Task description: Would you retype each of the records exactly as shown?

(Entries supplied)

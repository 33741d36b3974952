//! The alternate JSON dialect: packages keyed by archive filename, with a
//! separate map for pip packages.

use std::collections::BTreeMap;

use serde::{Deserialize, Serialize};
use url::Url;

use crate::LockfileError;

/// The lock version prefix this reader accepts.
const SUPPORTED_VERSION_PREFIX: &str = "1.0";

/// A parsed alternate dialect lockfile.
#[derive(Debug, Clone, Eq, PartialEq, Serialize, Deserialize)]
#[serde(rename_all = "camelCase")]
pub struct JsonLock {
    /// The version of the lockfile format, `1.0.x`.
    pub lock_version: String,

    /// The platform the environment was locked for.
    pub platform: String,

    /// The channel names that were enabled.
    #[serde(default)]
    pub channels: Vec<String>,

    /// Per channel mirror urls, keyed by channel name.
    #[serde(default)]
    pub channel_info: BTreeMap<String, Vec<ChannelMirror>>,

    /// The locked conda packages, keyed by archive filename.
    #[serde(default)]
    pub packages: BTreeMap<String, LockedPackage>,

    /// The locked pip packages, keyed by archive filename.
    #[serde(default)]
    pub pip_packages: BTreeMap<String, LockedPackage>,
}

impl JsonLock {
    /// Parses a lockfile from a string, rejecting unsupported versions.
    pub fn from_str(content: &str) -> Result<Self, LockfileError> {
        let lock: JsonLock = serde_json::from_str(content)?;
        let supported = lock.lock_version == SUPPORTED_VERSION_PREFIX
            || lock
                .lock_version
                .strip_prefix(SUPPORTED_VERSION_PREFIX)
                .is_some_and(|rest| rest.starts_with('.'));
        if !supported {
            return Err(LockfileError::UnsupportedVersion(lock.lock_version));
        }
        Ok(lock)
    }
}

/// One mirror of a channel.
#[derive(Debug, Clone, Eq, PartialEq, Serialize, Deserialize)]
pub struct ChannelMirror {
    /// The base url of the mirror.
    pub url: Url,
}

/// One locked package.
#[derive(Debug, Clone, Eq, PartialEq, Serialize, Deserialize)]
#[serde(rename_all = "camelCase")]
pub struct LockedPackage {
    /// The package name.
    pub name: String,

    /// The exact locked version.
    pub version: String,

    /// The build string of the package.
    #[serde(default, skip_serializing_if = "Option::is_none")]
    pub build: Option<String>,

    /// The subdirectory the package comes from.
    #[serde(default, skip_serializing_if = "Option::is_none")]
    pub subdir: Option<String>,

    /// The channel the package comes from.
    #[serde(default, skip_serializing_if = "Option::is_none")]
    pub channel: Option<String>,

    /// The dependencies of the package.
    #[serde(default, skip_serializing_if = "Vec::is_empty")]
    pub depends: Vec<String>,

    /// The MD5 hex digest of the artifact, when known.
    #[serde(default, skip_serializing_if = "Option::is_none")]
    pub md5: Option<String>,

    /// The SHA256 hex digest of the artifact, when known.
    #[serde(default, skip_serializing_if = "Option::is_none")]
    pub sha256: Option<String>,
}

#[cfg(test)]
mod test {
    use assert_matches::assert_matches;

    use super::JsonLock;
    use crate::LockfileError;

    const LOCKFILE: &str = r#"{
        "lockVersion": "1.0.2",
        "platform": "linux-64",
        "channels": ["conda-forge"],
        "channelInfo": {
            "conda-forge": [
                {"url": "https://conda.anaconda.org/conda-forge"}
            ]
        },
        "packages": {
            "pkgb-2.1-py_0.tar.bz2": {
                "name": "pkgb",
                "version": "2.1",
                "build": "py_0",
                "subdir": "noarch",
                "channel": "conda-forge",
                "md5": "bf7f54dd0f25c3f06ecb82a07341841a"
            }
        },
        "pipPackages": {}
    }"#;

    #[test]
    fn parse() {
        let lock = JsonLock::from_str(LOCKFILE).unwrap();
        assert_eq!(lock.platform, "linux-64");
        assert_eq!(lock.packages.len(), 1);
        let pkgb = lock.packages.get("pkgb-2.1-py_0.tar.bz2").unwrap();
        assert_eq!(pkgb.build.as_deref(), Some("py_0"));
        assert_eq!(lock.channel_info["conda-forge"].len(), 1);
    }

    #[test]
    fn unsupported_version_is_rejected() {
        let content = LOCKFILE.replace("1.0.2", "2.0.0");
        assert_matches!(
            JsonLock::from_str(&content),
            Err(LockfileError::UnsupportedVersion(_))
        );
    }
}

(End Entries supplied)

Response to this task:
repository 33741d36b3974952
//! The alternate JSON dialect: packages keyed by archive filename, with a
//! separate map for pip packages.

use std::collections::BTreeMap;

use serde::{Deserialize, Serialize};
use url::Url;

use crate::LockfileError;

/// The lock version prefix this reader accepts.
const SUPPORTED_VERSION_PREFIX: &str = "1.0";

/// A parsed alternate dialect lockfile.
#[derive(Debug, Clone, Eq, PartialEq, Serialize, Deserialize)]
#[serde(rename_all = "camelCase")]
pub struct JsonLock {
    /// The version of the lockfile format, `1.0.x`.
    pub lock_version: String,

    /// The platform the environment was locked for.
    pub platform: String,

    /// The channel names that were enabled.
    #[serde(default)]
    pub channels: Vec<String>,

    /// Per channel mirror urls, keyed by channel name.
    #[serde(default)]
    pub channel_info: BTreeMap<String, Vec<ChannelMirror>>,

    /// The locked conda packages, keyed by archive filename.
    #[serde(default)]
    pub packages: BTreeMap<String, LockedPackage>,

    /// The locked pip packages, keyed by archive filename.
    #[serde(default)]
    pub pip_packages: BTreeMap<String, LockedPackage>,
}

impl JsonLock {
    /// Parses a lockfile from a string, rejecting unsupported versions.
    pub fn from_str(content: &str) -> Result<Self, LockfileError> {
        let lock: JsonLock = serde_json::from_str(content)?;
        let supported = lock.lock_version == SUPPORTED_VERSION_PREFIX
            || lock
                .lock_version
                .strip_prefix(SUPPORTED_VERSION_PREFIX)
                .is_some_and(|rest| rest.starts_with('.'));
        if !supported {
            return Err(LockfileError::UnsupportedVersion(lock.lock_version));
        }
        Ok(lock)
    }
}

/// One mirror of a channel.
#[derive(Debug, Clone, Eq, PartialEq, Serialize, Deserialize)]
pub struct ChannelMirror {
    /// The base url of the mirror.
    pub url: Url,
}

/// One locked package.
#[derive(Debug, Clone, Eq, PartialEq, Serialize, Deserialize)]
#[serde(rename_all = "camelCase")]
pub struct LockedPackage {
    /// The package name.
    pub name: String,

    /// The exact locked version.
    pub version: String,

    /// The build string of the package.
    #[serde(default, skip_serializing_if = "Option::is_none")]
    pub build: Option<String>,

    /// The subdirectory the package comes from.
    #[serde(default, skip_serializing_if = "Option::is_none")]
    pub subdir: Option<String>,

    /// The channel the package comes from.
    #[serde(default, skip_serializing_if = "Option::is_none")]
    pub channel: Option<String>,

    /// The dependencies of the package.
    #[serde(default, skip_serializing_if = "Vec::is_empty")]
    pub depends: Vec<String>,

    /// The MD5 hex digest of the artifact, when known.
    #[serde(default, skip_serializing_if = "Option::is_none")]
    pub md5: Option<String>,

    /// The SHA256 hex digest of the artifact, when known.
    #[serde(default, skip_serializing_if = "Option::is_none")]
    pub sha256: Option<String>,
}

#[cfg(test)]
mod test {
    use assert_matches::assert_matches;

    use super::JsonLock;
    use crate::LockfileError;

    const LOCKFILE: &str = r#"{
        "lockVersion": "1.0.2",
        "platform": "linux-64",
        "channels": ["conda-forge"],
        "channelInfo": {
            "conda-forge": [
                {"url": "https://conda.anaconda.org/conda-forge"}
            ]
        },
        "packages": {
            "pkgb-2.1-py_0.tar.bz2": {
                "name": "pkgb",
                "version": "2.1",
                "build": "py_0",
                "subdir": "noarch",
                "channel": "conda-forge",
                "md5": "bf7f54dd0f25c3f06ecb82a07341841a"
            }
        },
        "pipPackages": {}
    }"#;

    #[test]
    fn parse() {
        let lock = JsonLock::from_str(LOCKFILE).unwrap();
        assert_eq!(lock.platform, "linux-64");
        assert_eq!(lock.packages.len(), 1);
        let pkgb = lock.packages.get("pkgb-2.1-py_0.tar.bz2").unwrap();
        assert_eq!(pkgb.build.as_deref(), Some("py_0"));
        assert_eq!(lock.channel_info["conda-forge"].len(), 1);
    }

    #[test]
    fn unsupported_version_is_rejected() {
        let content = LOCKFILE.replace("1.0.2", "2.0.0");
        assert_matches!(
            JsonLock::from_str(&content),
            Err(LockfileError::UnsupportedVersion(_))
        );
    }
}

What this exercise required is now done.